Records from a data collection:
==*==

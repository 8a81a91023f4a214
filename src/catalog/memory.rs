//! In-memory medication catalog keyed by medication code

use super::MedicationCatalog;
use async_trait::async_trait;
use dispatch_shared::{DispatchError, Medication, NewMedication};
use std::collections::BTreeMap;
use tokio::sync::RwLock;
use tracing::debug;

/// Catalog held in memory, ordered by code
#[derive(Default)]
pub struct MemoryCatalog {
    by_code: RwLock<BTreeMap<String, Medication>>,
}

impl MemoryCatalog {
    pub fn new() -> Self {
        Self::default()
    }

    /// Validate and add a medication. Codes are unique.
    pub async fn insert(&self, new: NewMedication) -> Result<Medication, DispatchError> {
        let medication = new.validate()?;
        let mut by_code = self.by_code.write().await;

        if by_code.contains_key(&medication.code) {
            return Err(DispatchError::Validation(format!(
                "medication code {} already exists",
                medication.code
            )));
        }

        debug!("Catalog insert: {} ({}g)", medication.code, medication.weight);
        by_code.insert(medication.code.clone(), medication.clone());
        Ok(medication)
    }
}

#[async_trait]
impl MedicationCatalog for MemoryCatalog {
    async fn resolve_medications(
        &self,
        references: &[String],
    ) -> Result<Vec<Medication>, DispatchError> {
        let by_code = self.by_code.read().await;
        Ok(references
            .iter()
            .filter_map(|code| by_code.get(code).cloned())
            .collect())
    }

    async fn list_medications(&self) -> Result<Vec<Medication>, DispatchError> {
        Ok(self.by_code.read().await.values().cloned().collect())
    }
}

==*==

Determine how many lines of the data contain "debug" and give nothing but that number.

RESPONSE TO THE EXERCISE -> 2